Popyt przewyższał podaż 2,57 razy, podczas gdy na aukcji kwietniowej popyt był większy od podaży 1,79 razy. Rentowność sprzedanych obligacji sięgnęła jednak 5,12 proc., gdy w kwietniu wyniosła 4,43 proc. Wczorajsza aukcja była ostatnią w lipcu. W tym miesiącu Hiszpania musi spłacić 24,7 mld euro zadłużenia. Tymczasem kryzys w Grecji sprawił, że iberyjskie królestwo znalazło się pod presją inwestorów. Hiszpański deficyt finansów publicznych wyniósł w zeszłym roku 11,2 proc. PKB.
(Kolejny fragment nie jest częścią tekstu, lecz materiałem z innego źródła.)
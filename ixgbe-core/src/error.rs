//! Setup-time error type for agent construction.

use core::fmt;

use ixgbe_hal::AllocError;

use crate::device::DeviceError;

/// Why [`crate::Agent::init`] failed.
///
/// Hot-path operation (`Agent::run`) has no failure modes by design (§7);
/// every error the agent can ever report happens here, at construction.
#[derive(Debug, Clone, Copy, PartialEq, Eq)]
pub enum AgentInitError {
    /// The agent was asked to build with no outputs; at least one is required.
    NoOutputs,
    /// A DMA allocation (the packet buffer, a ring, the mailbox array) failed.
    Alloc(AllocError),
    /// A device refused to bind the input or an output ring.
    Device(DeviceError),
}

impl fmt::Display for AgentInitError {
    fn fmt(&self, f: &mut fmt::Formatter<'_>) -> fmt::Result {
        match self {
            AgentInitError::NoOutputs => write!(f, "agent requires at least one output"),
            AgentInitError::Alloc(e) => write!(f, "DMA allocation failed: {e}"),
            AgentInitError::Device(e) => write!(f, "device binding failed: {e}"),
        }
    }
}

impl From<AllocError> for AgentInitError {
    fn from(e: AllocError) -> Self {
        AgentInitError::Alloc(e)
    }
}

impl From<DeviceError> for AgentInitError {
    fn from(e: DeviceError) -> Self {
        AgentInitError::Device(e)
    }
}

#[cfg(feature = "std")]
impl std::error::Error for AgentInitError {}
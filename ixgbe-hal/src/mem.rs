//! DMA memory allocation contract.
//!
//! The core never allocates after setup; everything it touches at runtime
//! came from one of these calls made once during `Agent::init`.

use core::fmt;
use core::ptr::NonNull;

/// A physical (bus) address, as seen by a DMA-capable device.
///
/// Deliberately not `Deref`-able to `u64`: a physical address should never
/// be used as a CPU pointer without going through the allocator that handed
/// it out.
#[derive(Debug, Clone, Copy, PartialEq, Eq, PartialOrd, Ord, Hash)]
pub struct PhysAddr(pub u64);

impl PhysAddr {
    #[inline]
    pub const fn as_u64(self) -> u64 {
        self.0
    }
}

impl fmt::LowerHex for PhysAddr {
    fn fmt(&self, f: &mut fmt::Formatter<'_>) -> fmt::Result {
        fmt::LowerHex::fmt(&self.0, f)
    }
}

/// Setup-time allocation failure.
#[derive(Debug, Clone, Copy, PartialEq, Eq)]
pub enum AllocError {
    /// The pool or backing region has no space left for a request of this size.
    OutOfMemory { requested: usize },
    /// The requested size or alignment cannot be satisfied by this allocator.
    UnsupportedLayout { requested: usize, align: usize },
}

impl fmt::Display for AllocError {
    fn fmt(&self, f: &mut fmt::Formatter<'_>) -> fmt::Result {
        match self {
            AllocError::OutOfMemory { requested } => {
                write!(f, "out of DMA memory (requested {requested} bytes)")
            }
            AllocError::UnsupportedLayout { requested, align } => {
                write!(f, "cannot satisfy layout: {requested} bytes aligned to {align}")
            }
        }
    }
}

#[cfg(feature = "std")]
impl std::error::Error for AllocError {}

/// Allocates DMA-capable, physically contiguous memory.
///
/// Implementations never return `Ok` for memory that can move or be paged
/// out for the lifetime of the returned pointer: the core assumes the
/// virtual-to-physical mapping it is handed at allocation time never
/// changes.
pub trait DmaAllocator {
    /// Allocate `size` bytes, `align`-aligned, returning both the CPU
    /// pointer and the physical address the device should use.
    fn allocate_contiguous(
        &mut self,
        size: usize,
        align: usize,
    ) -> Result<(NonNull<u8>, PhysAddr), AllocError>;
}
Kraj ten został więc zaliczony przez analityków oraz inwestorów do „słabych ogniw” strefy euro, czyli państw, których problemy mogą zdestabilizować gospodarkę eurolandu. Przez wiele miesięcy analitycy i media spekulowali, czy Hiszpania zwróci się o pomoc finansową do Unii Europejskiej. Ostatnia aukcja długu oddala tę groźbę.
– Nie będziemy mieli problemów w lipcu ze spłatą zadłużenia. Rynki doskonale wiedzą, że wdrażamy strategię finansowania idącą dalej niż pokrywanie naszych potrzeb – stwierdził Jose Manuel Campa, hiszpański wiceminister finansów. W tym tygodniu udane aukcje długu udało się też przeprowadzić Grecji, Portugalii i Włochom.